* _TASK PROMPT_
The response should consist of the records, reproduced exactly.

* _SUPPLIED INFORMATION_

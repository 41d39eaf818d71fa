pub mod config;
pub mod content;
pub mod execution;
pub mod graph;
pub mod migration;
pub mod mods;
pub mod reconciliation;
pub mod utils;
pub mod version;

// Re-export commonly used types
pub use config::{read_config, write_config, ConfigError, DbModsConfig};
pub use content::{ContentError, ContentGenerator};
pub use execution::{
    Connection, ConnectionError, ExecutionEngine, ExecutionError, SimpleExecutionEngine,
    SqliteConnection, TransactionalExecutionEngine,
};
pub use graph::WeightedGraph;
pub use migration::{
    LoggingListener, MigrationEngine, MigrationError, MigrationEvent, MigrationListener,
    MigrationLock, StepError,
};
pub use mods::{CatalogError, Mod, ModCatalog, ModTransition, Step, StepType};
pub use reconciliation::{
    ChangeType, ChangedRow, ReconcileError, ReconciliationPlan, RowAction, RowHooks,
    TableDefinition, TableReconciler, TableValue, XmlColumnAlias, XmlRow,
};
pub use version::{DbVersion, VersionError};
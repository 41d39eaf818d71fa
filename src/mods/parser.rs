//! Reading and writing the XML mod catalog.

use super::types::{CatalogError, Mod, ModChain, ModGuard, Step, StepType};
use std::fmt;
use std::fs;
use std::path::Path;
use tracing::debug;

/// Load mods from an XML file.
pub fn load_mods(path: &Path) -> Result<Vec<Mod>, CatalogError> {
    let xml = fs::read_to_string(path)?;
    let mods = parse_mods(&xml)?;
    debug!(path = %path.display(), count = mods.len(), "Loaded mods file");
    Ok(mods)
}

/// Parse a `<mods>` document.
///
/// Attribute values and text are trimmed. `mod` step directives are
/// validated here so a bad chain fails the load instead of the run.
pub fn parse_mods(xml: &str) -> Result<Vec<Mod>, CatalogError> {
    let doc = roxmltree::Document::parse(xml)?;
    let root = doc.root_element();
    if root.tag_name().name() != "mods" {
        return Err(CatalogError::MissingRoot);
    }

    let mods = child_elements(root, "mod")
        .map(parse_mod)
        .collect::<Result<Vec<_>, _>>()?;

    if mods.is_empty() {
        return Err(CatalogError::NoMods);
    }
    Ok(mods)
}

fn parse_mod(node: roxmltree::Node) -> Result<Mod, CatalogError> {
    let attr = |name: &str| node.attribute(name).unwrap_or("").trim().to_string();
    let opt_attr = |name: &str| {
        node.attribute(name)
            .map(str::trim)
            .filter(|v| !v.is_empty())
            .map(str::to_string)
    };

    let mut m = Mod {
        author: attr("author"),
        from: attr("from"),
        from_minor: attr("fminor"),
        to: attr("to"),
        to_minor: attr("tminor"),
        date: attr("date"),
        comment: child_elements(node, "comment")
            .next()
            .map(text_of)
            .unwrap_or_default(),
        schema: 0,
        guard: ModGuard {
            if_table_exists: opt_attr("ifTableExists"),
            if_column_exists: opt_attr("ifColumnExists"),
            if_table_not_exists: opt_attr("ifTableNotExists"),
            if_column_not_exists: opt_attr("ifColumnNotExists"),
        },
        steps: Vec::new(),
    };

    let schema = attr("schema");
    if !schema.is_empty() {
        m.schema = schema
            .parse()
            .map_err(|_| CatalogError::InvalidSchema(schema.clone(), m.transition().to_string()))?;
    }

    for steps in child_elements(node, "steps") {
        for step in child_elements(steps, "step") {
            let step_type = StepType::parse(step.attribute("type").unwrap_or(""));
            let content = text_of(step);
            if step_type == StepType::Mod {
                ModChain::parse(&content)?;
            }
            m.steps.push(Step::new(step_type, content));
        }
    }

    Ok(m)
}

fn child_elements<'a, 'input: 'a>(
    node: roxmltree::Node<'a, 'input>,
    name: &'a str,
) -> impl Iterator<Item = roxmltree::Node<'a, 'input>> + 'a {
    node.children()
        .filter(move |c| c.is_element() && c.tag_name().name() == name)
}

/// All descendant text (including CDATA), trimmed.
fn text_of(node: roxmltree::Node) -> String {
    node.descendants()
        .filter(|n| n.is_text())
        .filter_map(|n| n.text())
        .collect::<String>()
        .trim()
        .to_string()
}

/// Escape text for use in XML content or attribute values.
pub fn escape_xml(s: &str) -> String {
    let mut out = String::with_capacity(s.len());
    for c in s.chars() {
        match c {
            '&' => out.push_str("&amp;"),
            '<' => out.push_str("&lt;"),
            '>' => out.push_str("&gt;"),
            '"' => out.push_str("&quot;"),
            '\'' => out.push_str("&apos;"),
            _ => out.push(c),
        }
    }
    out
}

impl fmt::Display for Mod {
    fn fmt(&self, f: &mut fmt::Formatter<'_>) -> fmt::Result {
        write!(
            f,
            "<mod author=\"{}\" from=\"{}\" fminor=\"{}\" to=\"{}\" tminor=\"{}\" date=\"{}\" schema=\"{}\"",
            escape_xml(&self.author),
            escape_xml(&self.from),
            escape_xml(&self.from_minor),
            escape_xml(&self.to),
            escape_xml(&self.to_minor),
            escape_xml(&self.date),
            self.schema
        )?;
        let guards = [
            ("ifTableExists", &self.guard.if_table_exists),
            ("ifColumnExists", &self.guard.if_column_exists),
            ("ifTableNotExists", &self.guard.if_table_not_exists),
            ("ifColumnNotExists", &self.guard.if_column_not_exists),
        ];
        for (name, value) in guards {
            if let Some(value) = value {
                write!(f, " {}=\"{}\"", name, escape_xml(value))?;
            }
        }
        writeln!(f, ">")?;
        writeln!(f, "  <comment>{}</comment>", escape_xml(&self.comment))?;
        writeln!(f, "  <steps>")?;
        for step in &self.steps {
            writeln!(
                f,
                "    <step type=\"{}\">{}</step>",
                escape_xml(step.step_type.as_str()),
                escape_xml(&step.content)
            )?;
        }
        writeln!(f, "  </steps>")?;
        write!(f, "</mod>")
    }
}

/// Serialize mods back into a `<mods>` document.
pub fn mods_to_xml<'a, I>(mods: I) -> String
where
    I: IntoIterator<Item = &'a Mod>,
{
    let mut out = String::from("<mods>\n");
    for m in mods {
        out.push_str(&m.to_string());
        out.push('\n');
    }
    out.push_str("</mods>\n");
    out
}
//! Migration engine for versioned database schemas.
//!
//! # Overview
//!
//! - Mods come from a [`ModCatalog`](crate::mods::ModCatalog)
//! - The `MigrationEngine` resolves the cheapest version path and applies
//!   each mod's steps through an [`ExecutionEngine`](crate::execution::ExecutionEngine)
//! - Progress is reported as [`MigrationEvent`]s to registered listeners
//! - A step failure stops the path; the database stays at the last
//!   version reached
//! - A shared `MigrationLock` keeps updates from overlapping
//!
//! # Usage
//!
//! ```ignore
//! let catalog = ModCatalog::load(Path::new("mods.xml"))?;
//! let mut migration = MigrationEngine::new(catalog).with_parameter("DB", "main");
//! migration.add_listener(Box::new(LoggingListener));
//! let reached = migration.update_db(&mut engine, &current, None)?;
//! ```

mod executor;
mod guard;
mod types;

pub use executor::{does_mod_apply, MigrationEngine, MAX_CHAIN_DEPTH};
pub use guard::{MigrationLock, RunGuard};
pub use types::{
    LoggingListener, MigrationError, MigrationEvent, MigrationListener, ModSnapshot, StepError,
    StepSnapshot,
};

* _EXERCISE ANSWER_
repository 41d39eaf818d71fa
pub mod config;
pub mod content;
pub mod execution;
pub mod graph;
pub mod migration;
pub mod mods;
pub mod reconciliation;
pub mod utils;
pub mod version;

// Re-export commonly used types
pub use config::{read_config, write_config, ConfigError, DbModsConfig};
pub use content::{ContentError, ContentGenerator};
pub use execution::{
    Connection, ConnectionError, ExecutionEngine, ExecutionError, SimpleExecutionEngine,
    SqliteConnection, TransactionalExecutionEngine,
};
pub use graph::WeightedGraph;
pub use migration::{
    LoggingListener, MigrationEngine, MigrationError, MigrationEvent, MigrationListener,
    MigrationLock, StepError,
};
pub use mods::{CatalogError, Mod, ModCatalog, ModTransition, Step, StepType};
pub use reconciliation::{
    ChangeType, ChangedRow, ReconcileError, ReconciliationPlan, RowAction, RowHooks,
    TableDefinition, TableReconciler, TableValue, XmlColumnAlias, XmlRow,
};
pub use version::{DbVersion, VersionError};
repository 41d39eaf818d71fa
filename src/mods/parser.rs
//! Reading and writing the XML mod catalog.

use super::types::{CatalogError, Mod, ModChain, ModGuard, Step, StepType};
use std::fmt;
use std::fs;
use std::path::Path;
use tracing::debug;

/// Load mods from an XML file.
pub fn load_mods(path: &Path) -> Result<Vec<Mod>, CatalogError> {
    let xml = fs::read_to_string(path)?;
    let mods = parse_mods(&xml)?;
    debug!(path = %path.display(), count = mods.len(), "Loaded mods file");
    Ok(mods)
}

/// Parse a `<mods>` document.
///
/// Attribute values and text are trimmed. `mod` step directives are
/// validated here so a bad chain fails the load instead of the run.
pub fn parse_mods(xml: &str) -> Result<Vec<Mod>, CatalogError> {
    let doc = roxmltree::Document::parse(xml)?;
    let root = doc.root_element();
    if root.tag_name().name() != "mods" {
        return Err(CatalogError::MissingRoot);
    }

    let mods = child_elements(root, "mod")
        .map(parse_mod)
        .collect::<Result<Vec<_>, _>>()?;

    if mods.is_empty() {
        return Err(CatalogError::NoMods);
    }
    Ok(mods)
}

fn parse_mod(node: roxmltree::Node) -> Result<Mod, CatalogError> {
    let attr = |name: &str| node.attribute(name).unwrap_or("").trim().to_string();
    let opt_attr = |name: &str| {
        node.attribute(name)
            .map(str::trim)
            .filter(|v| !v.is_empty())
            .map(str::to_string)
    };

    let mut m = Mod {
        author: attr("author"),
        from: attr("from"),
        from_minor: attr("fminor"),
        to: attr("to"),
        to_minor: attr("tminor"),
        date: attr("date"),
        comment: child_elements(node, "comment")
            .next()
            .map(text_of)
            .unwrap_or_default(),
        schema: 0,
        guard: ModGuard {
            if_table_exists: opt_attr("ifTableExists"),
            if_column_exists: opt_attr("ifColumnExists"),
            if_table_not_exists: opt_attr("ifTableNotExists"),
            if_column_not_exists: opt_attr("ifColumnNotExists"),
        },
        steps: Vec::new(),
    };

    let schema = attr("schema");
    if !schema.is_empty() {
        m.schema = schema
            .parse()
            .map_err(|_| CatalogError::InvalidSchema(schema.clone(), m.transition().to_string()))?;
    }

    for steps in child_elements(node, "steps") {
        for step in child_elements(steps, "step") {
            let step_type = StepType::parse(step.attribute("type").unwrap_or(""));
            let content = text_of(step);
            if step_type == StepType::Mod {
                ModChain::parse(&content)?;
            }
            m.steps.push(Step::new(step_type, content));
        }
    }

    Ok(m)
}

fn child_elements<'a, 'input: 'a>(
    node: roxmltree::Node<'a, 'input>,
    name: &'a str,
) -> impl Iterator<Item = roxmltree::Node<'a, 'input>> + 'a {
    node.children()
        .filter(move |c| c.is_element() && c.tag_name().name() == name)
}

/// All descendant text (including CDATA), trimmed.
fn text_of(node: roxmltree::Node) -> String {
    node.descendants()
        .filter(|n| n.is_text())
        .filter_map(|n| n.text())
        .collect::<String>()
        .trim()
        .to_string()
}

/// Escape text for use in XML content or attribute values.
pub fn escape_xml(s: &str) -> String {
    let mut out = String::with_capacity(s.len());
    for c in s.chars() {
        match c {
            '&' => out.push_str("&amp;"),
            '<' => out.push_str("&lt;"),
            '>' => out.push_str("&gt;"),
            '"' => out.push_str("&quot;"),
            '\'' => out.push_str("&apos;"),
            _ => out.push(c),
        }
    }
    out
}

impl fmt::Display for Mod {
    fn fmt(&self, f: &mut fmt::Formatter<'_>) -> fmt::Result {
        write!(
            f,
            "<mod author=\"{}\" from=\"{}\" fminor=\"{}\" to=\"{}\" tminor=\"{}\" date=\"{}\" schema=\"{}\"",
            escape_xml(&self.author),
            escape_xml(&self.from),
            escape_xml(&self.from_minor),
            escape_xml(&self.to),
            escape_xml(&self.to_minor),
            escape_xml(&self.date),
            self.schema
        )?;
        let guards = [
            ("ifTableExists", &self.guard.if_table_exists),
            ("ifColumnExists", &self.guard.if_column_exists),
            ("ifTableNotExists", &self.guard.if_table_not_exists),
            ("ifColumnNotExists", &self.guard.if_column_not_exists),
        ];
        for (name, value) in guards {
            if let Some(value) = value {
                write!(f, " {}=\"{}\"", name, escape_xml(value))?;
            }
        }
        writeln!(f, ">")?;
        writeln!(f, "  <comment>{}</comment>", escape_xml(&self.comment))?;
        writeln!(f, "  <steps>")?;
        for step in &self.steps {
            writeln!(
                f,
                "    <step type=\"{}\">{}</step>",
                escape_xml(step.step_type.as_str()),
                escape_xml(&step.content)
            )?;
        }
        writeln!(f, "  </steps>")?;
        write!(f, "</mod>")
    }
}

/// Serialize mods back into a `<mods>` document.
pub fn mods_to_xml<'a, I>(mods: I) -> String
where
    I: IntoIterator<Item = &'a Mod>,
{
    let mut out = String::from("<mods>\n");
    for m in mods {
        out.push_str(&m.to_string());
        out.push('\n');
    }
    out.push_str("</mods>\n");
    out
}
//! Migration engine for versioned database schemas.
//!
//! # Overview
//!
//! - Mods come from a [`ModCatalog`](crate::mods::ModCatalog)
//! - The `MigrationEngine` resolves the cheapest version path and applies
//!   each mod's steps through an [`ExecutionEngine`](crate::execution::ExecutionEngine)
//! - Progress is reported as [`MigrationEvent`]s to registered listeners
//! - A step failure stops the path; the database stays at the last
//!   version reached
//! - A shared `MigrationLock` keeps updates from overlapping
//!
//! # Usage
//!
//! ```ignore
//! let catalog = ModCatalog::load(Path::new("mods.xml"))?;
//! let mut migration = MigrationEngine::new(catalog).with_parameter("DB", "main");
//! migration.add_listener(Box::new(LoggingListener));
//! let reached = migration.update_db(&mut engine, &current, None)?;
//! ```

mod executor;
mod guard;
mod types;

pub use executor::{does_mod_apply, MigrationEngine, MAX_CHAIN_DEPTH};
pub use guard::{MigrationLock, RunGuard};
pub use types::{
    LoggingListener, MigrationError, MigrationEvent, MigrationListener, ModSnapshot, StepError,
    StepSnapshot,
};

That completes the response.